Exercise requirements:
Copy out the whole listing below exactly.

______________________________

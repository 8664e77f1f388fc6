#![forbid(unsafe_code)]

use crate::server::{ApiResponse, HttpRequest, bad_request, internal_error, not_found};
use om_core::email::is_valid_email;
use om_core::notify::NotificationType;
use om_core::roles::UserRole;
use om_core::status::Priority;
use om_storage::{NewProject, SqliteStore, UserRow};
use serde_json::Value;

pub(crate) fn create(
    store: &mut SqliteStore,
    user: &UserRow,
    request: &HttpRequest,
) -> ApiResponse {
    if let Err(resp) = crate::require_role(user, UserRole::Consultant) {
        return resp;
    }
    let body = match crate::parse_json_body(&request.body) {
        Ok(body) => body,
        Err(resp) => return resp,
    };

    let title = match crate::require_string(
        &body,
        "title",
        3,
        "Le titre doit contenir au moins 3 caractères",
    ) {
        Ok(value) => value,
        Err(resp) => return resp,
    };
    let description = match crate::require_string(
        &body,
        "description",
        10,
        "La description doit contenir au moins 10 caractères",
    ) {
        Ok(value) => value,
        Err(resp) => return resp,
    };
    let budget = match crate::require_f64(&body, "budget", "Le budget doit être positif") {
        Ok(value) if value >= 0.0 => value,
        Ok(_) => return bad_request("Le budget doit être positif"),
        Err(resp) => return resp,
    };
    let estimated_hours = match crate::require_f64(
        &body,
        "estimatedHours",
        "Les heures estimées doivent être supérieures à 0",
    ) {
        Ok(value) if value >= 1.0 => value,
        Ok(_) => return bad_request("Les heures estimées doivent être supérieures à 0"),
        Err(resp) => return resp,
    };
    let priority = match body.get("priority").and_then(Value::as_str) {
        Some(value) => match Priority::parse(value) {
            Some(priority) => priority,
            None => return bad_request("Priorité invalide"),
        },
        None => Priority::Moyenne,
    };
    let start_ms = match crate::optional_date(&body, "startDate", "Date de début invalide") {
        Ok(value) => value,
        Err(resp) => return resp,
    };
    let end_ms = match crate::optional_date(&body, "endDate", "Date de fin invalide") {
        Ok(value) => value,
        Err(resp) => return resp,
    };
    let deadline_ms = match crate::optional_date(&body, "deadline", "Date limite invalide") {
        Ok(value) => value,
        Err(resp) => return resp,
    };
    let client_email = crate::optional_string(&body, "clientEmail");
    if let Some(email) = &client_email
        && !is_valid_email(email)
    {
        return bad_request("Email client invalide");
    }
    let manager_id = crate::optional_string(&body, "managerId");
    if let Some(manager_id) = &manager_id {
        match store.user_by_id(manager_id) {
            Ok(Some(_)) => {}
            Ok(None) => return not_found("Utilisateur non trouvé"),
            Err(err) => return internal_error(err),
        }
    }

    let project = match store.create_project(NewProject {
        title,
        description,
        budget,
        estimated_hours,
        priority: priority.as_str().to_string(),
        start_ms,
        end_ms,
        deadline_ms,
        client_name: crate::optional_string(&body, "clientName"),
        client_email,
        client_phone: crate::optional_string(&body, "clientPhone"),
        creator_id: user.id.clone(),
        manager_id: manager_id.clone(),
    }) {
        Ok(project) => project,
        Err(err) => return internal_error(err),
    };

    if let Some(manager_id) = &manager_id
        && manager_id != &user.id
    {
        crate::handlers::notify(
            store,
            manager_id,
            NotificationType::AssignationTache,
            "Nouveau projet assigné",
            format!(
                "Vous avez été assigné comme manager du projet \"{}\"",
                project.title
            ),
            Some((&project.id, "project")),
        );
    }

    match super::project_with_parties_json(store, &project) {
        Ok(payload) => ("201 Created", payload),
        Err(resp) => resp,
    }
}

______________________________

Problem solution:
repository 8664e77f1f388fc6
#![forbid(unsafe_code)]

use crate::server::{ApiResponse, HttpRequest, bad_request, internal_error, not_found};
use om_core::email::is_valid_email;
use om_core::notify::NotificationType;
use om_core::roles::UserRole;
use om_core::status::Priority;
use om_storage::{NewProject, SqliteStore, UserRow};
use serde_json::Value;

pub(crate) fn create(
    store: &mut SqliteStore,
    user: &UserRow,
    request: &HttpRequest,
) -> ApiResponse {
    if let Err(resp) = crate::require_role(user, UserRole::Consultant) {
        return resp;
    }
    let body = match crate::parse_json_body(&request.body) {
        Ok(body) => body,
        Err(resp) => return resp,
    };

    let title = match crate::require_string(
        &body,
        "title",
        3,
        "Le titre doit contenir au moins 3 caractères",
    ) {
        Ok(value) => value,
        Err(resp) => return resp,
    };
    let description = match crate::require_string(
        &body,
        "description",
        10,
        "La description doit contenir au moins 10 caractères",
    ) {
        Ok(value) => value,
        Err(resp) => return resp,
    };
    let budget = match crate::require_f64(&body, "budget", "Le budget doit être positif") {
        Ok(value) if value >= 0.0 => value,
        Ok(_) => return bad_request("Le budget doit être positif"),
        Err(resp) => return resp,
    };
    let estimated_hours = match crate::require_f64(
        &body,
        "estimatedHours",
        "Les heures estimées doivent être supérieures à 0",
    ) {
        Ok(value) if value >= 1.0 => value,
        Ok(_) => return bad_request("Les heures estimées doivent être supérieures à 0"),
        Err(resp) => return resp,
    };
    let priority = match body.get("priority").and_then(Value::as_str) {
        Some(value) => match Priority::parse(value) {
            Some(priority) => priority,
            None => return bad_request("Priorité invalide"),
        },
        None => Priority::Moyenne,
    };
    let start_ms = match crate::optional_date(&body, "startDate", "Date de début invalide") {
        Ok(value) => value,
        Err(resp) => return resp,
    };
    let end_ms = match crate::optional_date(&body, "endDate", "Date de fin invalide") {
        Ok(value) => value,
        Err(resp) => return resp,
    };
    let deadline_ms = match crate::optional_date(&body, "deadline", "Date limite invalide") {
        Ok(value) => value,
        Err(resp) => return resp,
    };
    let client_email = crate::optional_string(&body, "clientEmail");
    if let Some(email) = &client_email
        && !is_valid_email(email)
    {
        return bad_request("Email client invalide");
    }
    let manager_id = crate::optional_string(&body, "managerId");
    if let Some(manager_id) = &manager_id {
        match store.user_by_id(manager_id) {
            Ok(Some(_)) => {}
            Ok(None) => return not_found("Utilisateur non trouvé"),
            Err(err) => return internal_error(err),
        }
    }

    let project = match store.create_project(NewProject {
        title,
        description,
        budget,
        estimated_hours,
        priority: priority.as_str().to_string(),
        start_ms,
        end_ms,
        deadline_ms,
        client_name: crate::optional_string(&body, "clientName"),
        client_email,
        client_phone: crate::optional_string(&body, "clientPhone"),
        creator_id: user.id.clone(),
        manager_id: manager_id.clone(),
    }) {
        Ok(project) => project,
        Err(err) => return internal_error(err),
    };

    if let Some(manager_id) = &manager_id
        && manager_id != &user.id
    {
        crate::handlers::notify(
            store,
            manager_id,
            NotificationType::AssignationTache,
            "Nouveau projet assigné",
            format!(
                "Vous avez été assigné comme manager du projet \"{}\"",
                project.title
            ),
            Some((&project.id, "project")),
        );
    }

    match super::project_with_parties_json(store, &project) {
        Ok(payload) => ("201 Created", payload),
        Err(resp) => resp,
    }
}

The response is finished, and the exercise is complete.